Work required: Begin at the line containing "impl Default for HealthState" in the data below and go on through the line containing "pub fn is_alive(&self)", repeating each line exactly; include both ends and no other line.

Dataset entries
**********

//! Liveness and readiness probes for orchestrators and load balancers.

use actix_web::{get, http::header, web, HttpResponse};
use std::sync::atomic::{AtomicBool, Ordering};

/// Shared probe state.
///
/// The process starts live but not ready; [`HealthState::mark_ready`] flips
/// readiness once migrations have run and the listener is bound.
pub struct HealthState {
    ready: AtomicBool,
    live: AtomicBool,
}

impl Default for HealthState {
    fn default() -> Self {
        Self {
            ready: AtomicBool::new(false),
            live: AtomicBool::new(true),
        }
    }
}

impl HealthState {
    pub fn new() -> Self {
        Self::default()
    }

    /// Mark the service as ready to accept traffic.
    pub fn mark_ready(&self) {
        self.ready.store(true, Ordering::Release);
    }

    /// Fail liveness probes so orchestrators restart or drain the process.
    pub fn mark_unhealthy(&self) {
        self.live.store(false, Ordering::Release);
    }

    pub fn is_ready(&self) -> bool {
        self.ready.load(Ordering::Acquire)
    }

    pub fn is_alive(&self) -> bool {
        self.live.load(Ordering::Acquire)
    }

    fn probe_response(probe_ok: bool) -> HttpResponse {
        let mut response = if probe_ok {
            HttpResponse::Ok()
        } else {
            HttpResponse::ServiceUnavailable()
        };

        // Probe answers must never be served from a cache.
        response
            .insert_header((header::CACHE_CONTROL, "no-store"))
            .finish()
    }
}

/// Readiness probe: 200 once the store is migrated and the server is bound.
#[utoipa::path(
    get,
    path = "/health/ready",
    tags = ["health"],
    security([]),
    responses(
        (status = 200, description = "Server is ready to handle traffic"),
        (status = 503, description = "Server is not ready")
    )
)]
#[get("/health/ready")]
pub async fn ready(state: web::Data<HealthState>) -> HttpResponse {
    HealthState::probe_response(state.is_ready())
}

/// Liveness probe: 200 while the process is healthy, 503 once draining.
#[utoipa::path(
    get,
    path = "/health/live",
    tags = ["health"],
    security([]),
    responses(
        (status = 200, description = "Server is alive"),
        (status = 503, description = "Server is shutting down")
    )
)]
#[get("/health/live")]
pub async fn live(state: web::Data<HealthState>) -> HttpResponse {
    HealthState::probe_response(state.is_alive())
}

**********

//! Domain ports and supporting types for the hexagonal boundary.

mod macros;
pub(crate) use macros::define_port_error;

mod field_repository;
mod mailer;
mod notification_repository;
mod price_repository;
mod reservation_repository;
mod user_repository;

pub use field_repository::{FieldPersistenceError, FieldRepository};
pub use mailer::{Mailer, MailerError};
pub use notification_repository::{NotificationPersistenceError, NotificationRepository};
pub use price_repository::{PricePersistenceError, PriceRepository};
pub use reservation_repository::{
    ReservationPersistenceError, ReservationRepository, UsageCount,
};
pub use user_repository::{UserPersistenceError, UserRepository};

**********

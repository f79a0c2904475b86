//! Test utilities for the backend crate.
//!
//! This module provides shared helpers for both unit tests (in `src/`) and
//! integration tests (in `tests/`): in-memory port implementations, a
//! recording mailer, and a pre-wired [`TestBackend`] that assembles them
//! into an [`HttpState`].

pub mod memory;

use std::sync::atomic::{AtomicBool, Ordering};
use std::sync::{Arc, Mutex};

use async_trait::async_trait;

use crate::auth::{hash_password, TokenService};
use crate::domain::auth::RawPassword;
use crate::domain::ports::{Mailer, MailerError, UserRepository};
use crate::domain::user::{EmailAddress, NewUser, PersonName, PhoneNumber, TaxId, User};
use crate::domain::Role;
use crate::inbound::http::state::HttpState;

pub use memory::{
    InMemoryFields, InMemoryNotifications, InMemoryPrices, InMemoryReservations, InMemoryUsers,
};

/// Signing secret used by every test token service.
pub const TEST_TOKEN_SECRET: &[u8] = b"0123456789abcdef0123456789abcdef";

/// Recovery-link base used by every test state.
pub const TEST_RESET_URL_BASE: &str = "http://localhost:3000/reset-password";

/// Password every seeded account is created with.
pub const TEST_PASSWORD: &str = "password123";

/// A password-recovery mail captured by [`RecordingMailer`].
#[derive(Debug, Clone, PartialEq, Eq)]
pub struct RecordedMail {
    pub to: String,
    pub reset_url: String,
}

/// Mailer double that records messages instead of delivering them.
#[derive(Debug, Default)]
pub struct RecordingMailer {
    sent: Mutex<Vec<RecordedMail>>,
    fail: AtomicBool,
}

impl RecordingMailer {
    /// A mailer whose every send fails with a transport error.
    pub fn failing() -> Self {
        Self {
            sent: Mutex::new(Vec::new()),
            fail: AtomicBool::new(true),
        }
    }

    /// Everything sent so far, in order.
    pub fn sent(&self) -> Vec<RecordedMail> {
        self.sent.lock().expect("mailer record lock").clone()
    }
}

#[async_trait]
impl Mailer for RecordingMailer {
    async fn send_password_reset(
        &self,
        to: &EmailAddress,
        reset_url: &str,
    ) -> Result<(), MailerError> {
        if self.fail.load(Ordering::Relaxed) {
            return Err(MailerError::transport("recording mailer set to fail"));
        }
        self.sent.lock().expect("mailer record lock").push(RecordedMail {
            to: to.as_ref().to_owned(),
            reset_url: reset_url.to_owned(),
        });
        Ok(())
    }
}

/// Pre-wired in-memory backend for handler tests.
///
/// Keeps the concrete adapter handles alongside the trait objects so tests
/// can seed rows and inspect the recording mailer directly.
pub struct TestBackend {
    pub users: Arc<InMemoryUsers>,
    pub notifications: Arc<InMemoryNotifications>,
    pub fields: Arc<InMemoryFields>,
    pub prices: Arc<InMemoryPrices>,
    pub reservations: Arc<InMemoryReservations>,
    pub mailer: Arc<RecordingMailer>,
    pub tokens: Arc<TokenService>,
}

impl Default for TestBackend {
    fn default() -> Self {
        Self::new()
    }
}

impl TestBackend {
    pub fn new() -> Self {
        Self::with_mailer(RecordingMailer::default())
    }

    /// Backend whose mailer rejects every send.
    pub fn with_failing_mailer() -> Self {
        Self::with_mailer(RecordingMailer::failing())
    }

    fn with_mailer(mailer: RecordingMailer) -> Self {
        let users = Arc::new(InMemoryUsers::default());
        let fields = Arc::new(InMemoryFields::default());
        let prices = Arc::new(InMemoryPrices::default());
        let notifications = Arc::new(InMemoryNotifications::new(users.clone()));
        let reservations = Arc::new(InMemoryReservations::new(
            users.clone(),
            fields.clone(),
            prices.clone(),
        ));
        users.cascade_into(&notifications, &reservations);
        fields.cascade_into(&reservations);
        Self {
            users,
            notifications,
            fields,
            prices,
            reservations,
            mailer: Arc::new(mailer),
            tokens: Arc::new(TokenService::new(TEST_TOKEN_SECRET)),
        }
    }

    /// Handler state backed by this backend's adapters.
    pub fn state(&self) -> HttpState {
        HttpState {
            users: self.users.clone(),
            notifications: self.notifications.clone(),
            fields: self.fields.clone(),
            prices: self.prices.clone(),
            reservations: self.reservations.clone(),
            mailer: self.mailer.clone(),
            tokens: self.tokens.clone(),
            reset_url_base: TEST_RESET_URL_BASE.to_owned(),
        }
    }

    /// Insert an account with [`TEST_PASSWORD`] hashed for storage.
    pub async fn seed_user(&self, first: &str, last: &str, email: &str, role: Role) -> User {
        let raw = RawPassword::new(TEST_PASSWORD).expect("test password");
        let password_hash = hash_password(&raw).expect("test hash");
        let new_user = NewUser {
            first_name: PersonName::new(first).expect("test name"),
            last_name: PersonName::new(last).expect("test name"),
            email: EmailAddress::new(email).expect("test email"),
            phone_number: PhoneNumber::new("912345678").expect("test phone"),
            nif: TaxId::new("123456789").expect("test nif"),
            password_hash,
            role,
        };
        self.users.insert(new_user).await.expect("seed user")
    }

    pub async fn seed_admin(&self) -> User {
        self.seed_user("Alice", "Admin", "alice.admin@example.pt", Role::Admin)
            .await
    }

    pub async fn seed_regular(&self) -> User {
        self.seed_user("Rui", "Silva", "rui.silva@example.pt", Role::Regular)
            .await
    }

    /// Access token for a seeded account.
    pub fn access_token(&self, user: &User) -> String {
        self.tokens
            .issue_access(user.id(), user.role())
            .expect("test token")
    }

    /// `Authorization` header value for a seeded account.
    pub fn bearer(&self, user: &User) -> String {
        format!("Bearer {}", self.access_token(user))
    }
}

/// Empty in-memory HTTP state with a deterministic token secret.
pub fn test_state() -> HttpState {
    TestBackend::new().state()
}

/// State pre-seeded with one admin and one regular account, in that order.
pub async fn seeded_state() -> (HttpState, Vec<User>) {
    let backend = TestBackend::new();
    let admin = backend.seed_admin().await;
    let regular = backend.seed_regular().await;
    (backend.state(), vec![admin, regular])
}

**********

Answer for this exercise:
impl Default for HealthState {
    fn default() -> Self {
        Self {
            ready: AtomicBool::new(false),
            live: AtomicBool::new(true),
        }
    }
}

impl HealthState {
    pub fn new() -> Self {
        Self::default()
    }

    /// Mark the service as ready to accept traffic.
    pub fn mark_ready(&self) {
        self.ready.store(true, Ordering::Release);
    }

    /// Fail liveness probes so orchestrators restart or drain the process.
    pub fn mark_unhealthy(&self) {
        self.live.store(false, Ordering::Release);
    }

    pub fn is_ready(&self) -> bool {
        self.ready.load(Ordering::Acquire)
    }

    pub fn is_alive(&self) -> bool {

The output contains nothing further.